— SOURCE MATERIAL —
━━━━━━━━━━━━━━━━━━━━━━━━━━━━━━

use std::sync::atomic::{AtomicBool, Ordering};
use std::sync::Arc;

use tracing::{debug, warn};

use crate::error::ChannelError;

/// The local capture device (microphone) backing a call.
pub trait MediaDevice: Send + Sync {
    fn start(&self) -> Result<(), String>;
    fn stop(&self);
}

/// A device that does nothing, for headless runs.
#[derive(Debug, Default)]
pub struct NullMedia;

impl MediaDevice for NullMedia {
    fn start(&self) -> Result<(), String> {
        Ok(())
    }

    fn stop(&self) {}
}

/// Exclusive access to one media device. At most one lease is live at a
/// time; the device is stopped when the lease is released or dropped.
#[derive(Clone)]
pub struct MediaSlot {
    device: Arc<dyn MediaDevice>,
    in_use: Arc<AtomicBool>,
}

impl MediaSlot {
    pub fn new(device: Arc<dyn MediaDevice>) -> Self {
        Self {
            device,
            in_use: Arc::new(AtomicBool::new(false)),
        }
    }

    pub fn acquire(&self) -> Result<MediaLease, ChannelError> {
        if self
            .in_use
            .compare_exchange(false, true, Ordering::AcqRel, Ordering::Acquire)
            .is_err()
        {
            return Err(ChannelError::Init("media device already in use".into()));
        }
        if let Err(e) = self.device.start() {
            self.in_use.store(false, Ordering::Release);
            warn!("media device failed to start: {}", e);
            return Err(ChannelError::Init(format!("media device unavailable: {e}")));
        }
        debug!("media device started");
        Ok(MediaLease {
            device: self.device.clone(),
            in_use: self.in_use.clone(),
            released: false,
        })
    }

    pub fn is_in_use(&self) -> bool {
        self.in_use.load(Ordering::Acquire)
    }
}

pub struct MediaLease {
    device: Arc<dyn MediaDevice>,
    in_use: Arc<AtomicBool>,
    released: bool,
}

impl MediaLease {
    /// Stop the device. Only the first call has an effect.
    pub fn release(&mut self) {
        if self.released {
            return;
        }
        self.released = true;
        self.device.stop();
        self.in_use.store(false, Ordering::Release);
        debug!("media device stopped");
    }
}

impl Drop for MediaLease {
    fn drop(&mut self) {
        self.release();
    }
}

━━━━━━━━━━━━━━━━━━━━━━━━━━━━━━

— TASK STATEMENT —
The response must contain every entry, each one identical to the original.

— EXERCISE RESULT —
use std::sync::atomic::{AtomicBool, Ordering};
use std::sync::Arc;

use tracing::{debug, warn};

use crate::error::ChannelError;

/// The local capture device (microphone) backing a call.
pub trait MediaDevice: Send + Sync {
    fn start(&self) -> Result<(), String>;
    fn stop(&self);
}

/// A device that does nothing, for headless runs.
#[derive(Debug, Default)]
pub struct NullMedia;

impl MediaDevice for NullMedia {
    fn start(&self) -> Result<(), String> {
        Ok(())
    }

    fn stop(&self) {}
}

/// Exclusive access to one media device. At most one lease is live at a
/// time; the device is stopped when the lease is released or dropped.
#[derive(Clone)]
pub struct MediaSlot {
    device: Arc<dyn MediaDevice>,
    in_use: Arc<AtomicBool>,
}

impl MediaSlot {
    pub fn new(device: Arc<dyn MediaDevice>) -> Self {
        Self {
            device,
            in_use: Arc::new(AtomicBool::new(false)),
        }
    }

    pub fn acquire(&self) -> Result<MediaLease, ChannelError> {
        if self
            .in_use
            .compare_exchange(false, true, Ordering::AcqRel, Ordering::Acquire)
            .is_err()
        {
            return Err(ChannelError::Init("media device already in use".into()));
        }
        if let Err(e) = self.device.start() {
            self.in_use.store(false, Ordering::Release);
            warn!("media device failed to start: {}", e);
            return Err(ChannelError::Init(format!("media device unavailable: {e}")));
        }
        debug!("media device started");
        Ok(MediaLease {
            device: self.device.clone(),
            in_use: self.in_use.clone(),
            released: false,
        })
    }

    pub fn is_in_use(&self) -> bool {
        self.in_use.load(Ordering::Acquire)
    }
}

pub struct MediaLease {
    device: Arc<dyn MediaDevice>,
    in_use: Arc<AtomicBool>,
    released: bool,
}

impl MediaLease {
    /// Stop the device. Only the first call has an effect.
    pub fn release(&mut self) {
        if self.released {
            return;
        }
        self.released = true;
        self.device.stop();
        self.in_use.store(false, Ordering::Release);
        debug!("media device stopped");
    }
}

impl Drop for MediaLease {
    fn drop(&mut self) {
        self.release();
    }
}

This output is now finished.